Listed entries:
--- START ---
#[cfg(test)]
mod tests {
    use super::*;
    use parking_lot::Mutex;

    use crate::error::ListenerError;

    fn record<K, V>(map: &EMap<K, V>) -> Arc<Mutex<Vec<Notification>>> {
        let seen = Arc::new(Mutex::new(Vec::new()));
        let sink = seen.clone();
        map.attach(Arc::new(
            move |n: &Notification| -> Result<(), ListenerError> {
                sink.lock().push(n.clone());
                Ok(())
            },
        ));
        seen
    }

    #[test]
    fn test_put_existing_key_is_set_in_place() {
        let mut map: EMap<String, i64> = EMap::new();
        map.put("a".to_string(), 1);
        map.put("b".to_string(), 2);
        let seen = record(&map);

        assert_eq!(map.put("a".to_string(), 10), Some(1));
        assert_eq!(map.len(), 2);
        assert_eq!(map.index_of(&"a".to_string()), Some(0));

        let seen = seen.lock();
        assert_eq!(seen.len(), 1);
        assert_eq!(seen[0].kind(), EventType::Set);
        assert_eq!(seen[0].position(), Some(0));
        assert_eq!(
            seen[0].old_value(),
            &Payload::Entry(Value::from("a"), Value::Int(1))
        );
        assert_eq!(
            seen[0].new_value(),
            &Payload::Entry(Value::from("a"), Value::Int(10))
        );
    }

    #[test]
    fn test_put_new_key_appends() {
        let mut map: EMap<String, i64> = EMap::new();
        let seen = record(&map);
        assert_eq!(map.put("x".to_string(), 1), None);
        assert_eq!(map.put("y".to_string(), 2), None);

        let seen = seen.lock();
        assert_eq!(seen[1].kind(), EventType::Add);
        assert_eq!(seen[1].position(), Some(1));
    }

    #[test]
    fn test_remove_key_keeps_order() {
        let mut map: EMap<i64, String> =
            [(1, "one"), (2, "two"), (3, "three")]
                .into_iter()
                .map(|(k, v)| (k, v.to_string()))
                .collect();
        let seen = record(&map);

        assert_eq!(map.remove_key(&2), Ok(Some("two".to_string())));
        assert_eq!(map.keys().copied().collect::<Vec<_>>(), vec![1, 3]);

        let seen = seen.lock();
        assert_eq!(seen.len(), 1);
        assert_eq!(seen[0].kind(), EventType::Remove);
        assert_eq!(seen[0].position(), Some(1));
    }

    #[test]
    fn test_remove_missing_key() {
        let mut lenient: EMap<i64, i64> = EMap::new();
        let seen = record(&lenient);
        assert_eq!(lenient.remove_key(&7), Ok(None));
        assert!(seen.lock().is_empty());

        let mut strict: EMap<i64, i64> = EMap::strict();
        assert_eq!(
            strict.remove_key(&7),
            Err(ListError::KeyNotFound {
                key: "7".to_string()
            })
        );
    }

    #[test]
    fn test_insert_unique() {
        let mut map: EMap<i64, i64> = EMap::new();
        map.insert_unique(1, 1).unwrap();
        assert_eq!(
            map.insert_unique(1, 2),
            Err(ListError::DuplicateKey {
                key: "1".to_string()
            })
        );
        assert_eq!(map.get(&1), Some(&1));
    }

    #[test]
    fn test_move_entry() {
        let mut map: EMap<i64, i64> = [(1, 10), (2, 20), (3, 30)].into_iter().collect();
        let seen = record(&map);

        map.move_to(0, 2).unwrap();
        assert_eq!(map.keys().copied().collect::<Vec<_>>(), vec![3, 1, 2]);
        assert_eq!(map.get(&3), Some(&30));
        assert_eq!(
            map.move_to(3, 0),
            Err(ListError::IndexOutOfRange { index: 3, size: 3 })
        );

        let seen = seen.lock();
        assert_eq!(seen.len(), 1);
        assert_eq!(seen[0].move_indices(), Some((2, 0)));
        assert_eq!(
            seen[0].new_value(),
            &Payload::Entry(Value::Int(3), Value::Int(30))
        );
    }

    #[test]
    fn test_put_all_emits_one_notification() {
        let mut map: EMap<i64, i64> = [(1, 10), (2, 20)].into_iter().collect();
        let seen = record(&map);

        let added = map.put_all(vec![(1, 11), (2, 20), (3, 30), (2, 21)]);
        assert_eq!(added, 1);
        assert_eq!(map.get(&1), Some(&11));
        assert_eq!(map.get(&2), Some(&21));
        assert_eq!(map.keys().copied().collect::<Vec<_>>(), vec![1, 2, 3]);
        assert_eq!(map.put_all(Vec::new()), 0);

        let seen = seen.lock();
        assert_eq!(seen.len(), 1);
        assert_eq!(seen[0].kind(), EventType::AddMany);
        assert_eq!(seen[0].position(), Some(2));
        assert_eq!(
            seen[0].old_value(),
            &Payload::Entries(vec![
                (Value::Int(1), Value::Int(10)),
                (Value::Int(2), Value::Int(20)),
            ])
        );
        assert_eq!(
            seen[0].new_value(),
            &Payload::Entries(vec![
                (Value::Int(1), Value::Int(11)),
                (Value::Int(2), Value::Int(21)),
                (Value::Int(3), Value::Int(30)),
            ])
        );
    }

    #[test]
    fn test_put_all_of_existing_keys_only() {
        let mut map: EMap<i64, i64> = [(1, 10)].into_iter().collect();
        let seen = record(&map);

        assert_eq!(map.put_all(vec![(1, 12)]), 0);
        let seen = seen.lock();
        assert_eq!(seen.len(), 1);
        assert_eq!(seen[0].kind(), EventType::AddMany);
        assert_eq!(seen[0].position(), None);
    }

    #[test]
    fn test_insert_all_unique() {
        let mut map: EMap<i64, i64> = [(1, 10)].into_iter().collect();
        let seen = record(&map);

        assert_eq!(
            map.insert_all_unique(vec![(2, 20), (1, 11)]),
            Err(ListError::DuplicateKey {
                key: "1".to_string()
            })
        );
        assert_eq!(
            map.insert_all_unique(vec![(2, 20), (2, 21)]),
            Err(ListError::DuplicateKey {
                key: "2".to_string()
            })
        );
        assert_eq!(map.len(), 1);
        assert!(seen.lock().is_empty());

        assert_eq!(map.insert_all_unique(vec![(2, 20), (3, 30)]), Ok(2));
        let seen = seen.lock();
        assert_eq!(seen.len(), 1);
        assert_eq!(seen[0].old_value(), &Payload::None);
        assert_eq!(seen[0].position(), Some(1));
    }

    #[test]
    fn test_clear_and_equality() {
        let mut a: EMap<i64, i64> = [(1, 1), (2, 2)].into_iter().collect();
        let b: EMap<i64, i64> = [(2, 2), (1, 1)].into_iter().collect();
        assert_ne!(a, b);

        let seen = record(&a);
        assert_eq!(a.clear(), vec![(1, 1), (2, 2)]);
        assert!(a.is_empty());
        assert_eq!(seen.lock()[0].kind(), EventType::RemoveMany);
    }

    #[test]
    fn test_remove_at() {
        let mut map: EMap<i64, i64> = [(1, 1), (2, 2)].into_iter().collect();
        assert_eq!(map.remove_at(0), Ok((1, 1)));
        assert_eq!(
            map.remove_at(1),
            Err(ListError::IndexOutOfRange { index: 1, size: 1 })
        );
        assert_eq!(map.get_index(0), Ok((&2, &2)));
    }
}
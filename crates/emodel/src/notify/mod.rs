//! Change notifications.
//!
//! Every structural mutation of a list, map, object feature or resource emits
//! exactly one [`Notification`] after the change is committed. Notifications
//! are delivered synchronously, in registration order, through a [`Channel`].
//!
//! Batch operations (`add_all`, `remove_all`, `clear`, `put_all`) emit a single
//! [`EventType::AddMany`] / [`EventType::RemoveMany`] notification carrying the
//! affected values and positions, so listeners can handle them in one step.

mod channel;

pub use channel::{Channel, DeliveryFailure, Listener, ListenerId};

use std::fmt;
use std::sync::Arc;

use crate::model::{ObjectId, Value};

/// The kind of change a notification describes.
#[derive(Debug, Clone, Copy, PartialEq, Eq, Hash)]
pub enum EventType {
    /// A value was replaced (single-valued feature, list element or map entry).
    Set,
    /// A single-valued feature was cleared.
    Unset,
    /// One element was inserted.
    Add,
    /// Several elements were inserted in one operation.
    AddMany,
    /// One element was removed.
    Remove,
    /// Several elements were removed in one operation.
    RemoveMany,
    /// An element changed position.
    Move,
    /// A proxy was replaced by the object it stands for.
    Resolve,
}

impl EventType {
    /// Returns the conventional upper-case name (e.g. `"ADD_MANY"`).
    pub fn name(&self) -> &'static str {
        match self {
            EventType::Set => "SET",
            EventType::Unset => "UNSET",
            EventType::Add => "ADD",
            EventType::AddMany => "ADD_MANY",
            EventType::Remove => "REMOVE",
            EventType::RemoveMany => "REMOVE_MANY",
            EventType::Move => "MOVE",
            EventType::Resolve => "RESOLVE",
        }
    }

    /// Returns true for the batched kinds.
    pub fn is_batch(&self) -> bool {
        matches!(self, EventType::AddMany | EventType::RemoveMany)
    }
}

impl fmt::Display for EventType {
    fn fmt(&self, f: &mut fmt::Formatter<'_>) -> fmt::Result {
        f.write_str(self.name())
    }
}

/// Identity of the entity that changed.
#[derive(Debug, Clone, Copy, PartialEq, Eq, Hash)]
pub enum NotifierId {
    /// An object inside a resource.
    Object(ObjectId),
    /// A resource (its contents list).
    Resource,
    /// A standalone container not owned by any object.
    Detached,
}

/// Old or new value carried by a notification.
#[derive(Debug, Clone, PartialEq)]
pub enum Payload {
    /// No value (e.g. `old_value` of an ADD).
    None,
    /// A single element or feature value.
    One(Value),
    /// A single map entry.
    Entry(Value, Value),
    /// The elements of a batch, in list order.
    Many(Vec<Value>),
    /// The entries of a map batch, in map order.
    Entries(Vec<(Value, Value)>),
    /// A position (the source index of a MOVE).
    Index(usize),
    /// The original positions of the elements removed by a REMOVE_MANY.
    Positions(Vec<usize>),
}

impl Payload {
    pub fn is_none(&self) -> bool {
        matches!(self, Payload::None)
    }

    /// Returns the single value, if this payload holds exactly one.
    pub fn as_value(&self) -> Option<&Value> {
        match self {
            Payload::One(v) => Some(v),
            _ => None,
        }
    }
}

/// Immutable record of one structural change.
#[derive(Debug, Clone, PartialEq)]
pub struct Notification {
    kind: EventType,
    notifier: NotifierId,
    feature: Option<Arc<str>>,
    old_value: Payload,
    new_value: Payload,
    position: Option<usize>,
}

impl Notification {
    pub(crate) fn new(
        kind: EventType,
        notifier: NotifierId,
        feature: Option<Arc<str>>,
        old_value: Payload,
        new_value: Payload,
        position: Option<usize>,
    ) -> Self {
        Self {
            kind,
            notifier,
            feature,
            old_value,
            new_value,
            position,
        }
    }

    pub fn kind(&self) -> EventType {
        self.kind
    }

    pub fn notifier(&self) -> NotifierId {
        self.notifier
    }

    /// Name of the feature that changed, when the change happened inside an object.
    pub fn feature(&self) -> Option<&str> {
        self.feature.as_deref()
    }

    pub fn old_value(&self) -> &Payload {
        &self.old_value
    }

    pub fn new_value(&self) -> &Payload {
        &self.new_value
    }

    /// Index of the affected element.
    ///
    /// For MOVE this is the destination index, for ADD_MANY the index of the
    /// first inserted element. `None` for single-valued features and REMOVE_MANY.
    pub fn position(&self) -> Option<usize> {
        self.position
    }

    /// Returns `(old_index, new_index)` for a MOVE notification.
    pub fn move_indices(&self) -> Option<(usize, usize)> {
        match (self.kind, &self.old_value, self.position) {
            (EventType::Move, Payload::Index(old), Some(new)) => Some((*old, new)),
            _ => None,
        }
    }

    /// Returns true if this notification was emitted by the given object.
    pub fn is_from(&self, object: ObjectId) -> bool {
        self.notifier == NotifierId::Object(object)
    }
}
--- END ---
Problem to solve:
For this exercise, output exactly the lines above from the line with "(3, 30)]), Ok(2));" to the line with "it stands for.", counting both, and leave out the rest.

Expected answer:
        assert_eq!(map.insert_all_unique(vec![(2, 20), (3, 30)]), Ok(2));
        let seen = seen.lock();
        assert_eq!(seen.len(), 1);
        assert_eq!(seen[0].old_value(), &Payload::None);
        assert_eq!(seen[0].position(), Some(1));
    }

    #[test]
    fn test_clear_and_equality() {
        let mut a: EMap<i64, i64> = [(1, 1), (2, 2)].into_iter().collect();
        let b: EMap<i64, i64> = [(2, 2), (1, 1)].into_iter().collect();
        assert_ne!(a, b);

        let seen = record(&a);
        assert_eq!(a.clear(), vec![(1, 1), (2, 2)]);
        assert!(a.is_empty());
        assert_eq!(seen.lock()[0].kind(), EventType::RemoveMany);
    }

    #[test]
    fn test_remove_at() {
        let mut map: EMap<i64, i64> = [(1, 1), (2, 2)].into_iter().collect();
        assert_eq!(map.remove_at(0), Ok((1, 1)));
        assert_eq!(
            map.remove_at(1),
            Err(ListError::IndexOutOfRange { index: 1, size: 1 })
        );
        assert_eq!(map.get_index(0), Ok((&2, &2)));
    }
}
filename crates/emodel/src/notify/mod.rs
//! Change notifications.
//!
//! Every structural mutation of a list, map, object feature or resource emits
//! exactly one [`Notification`] after the change is committed. Notifications
//! are delivered synchronously, in registration order, through a [`Channel`].
//!
//! Batch operations (`add_all`, `remove_all`, `clear`, `put_all`) emit a single
//! [`EventType::AddMany`] / [`EventType::RemoveMany`] notification carrying the
//! affected values and positions, so listeners can handle them in one step.

mod channel;

pub use channel::{Channel, DeliveryFailure, Listener, ListenerId};

use std::fmt;
use std::sync::Arc;

use crate::model::{ObjectId, Value};

/// The kind of change a notification describes.
#[derive(Debug, Clone, Copy, PartialEq, Eq, Hash)]
pub enum EventType {
    /// A value was replaced (single-valued feature, list element or map entry).
    Set,
    /// A single-valued feature was cleared.
    Unset,
    /// One element was inserted.
    Add,
    /// Several elements were inserted in one operation.
    AddMany,
    /// One element was removed.
    Remove,
    /// Several elements were removed in one operation.
    RemoveMany,
    /// An element changed position.
    Move,
    /// A proxy was replaced by the object it stands for.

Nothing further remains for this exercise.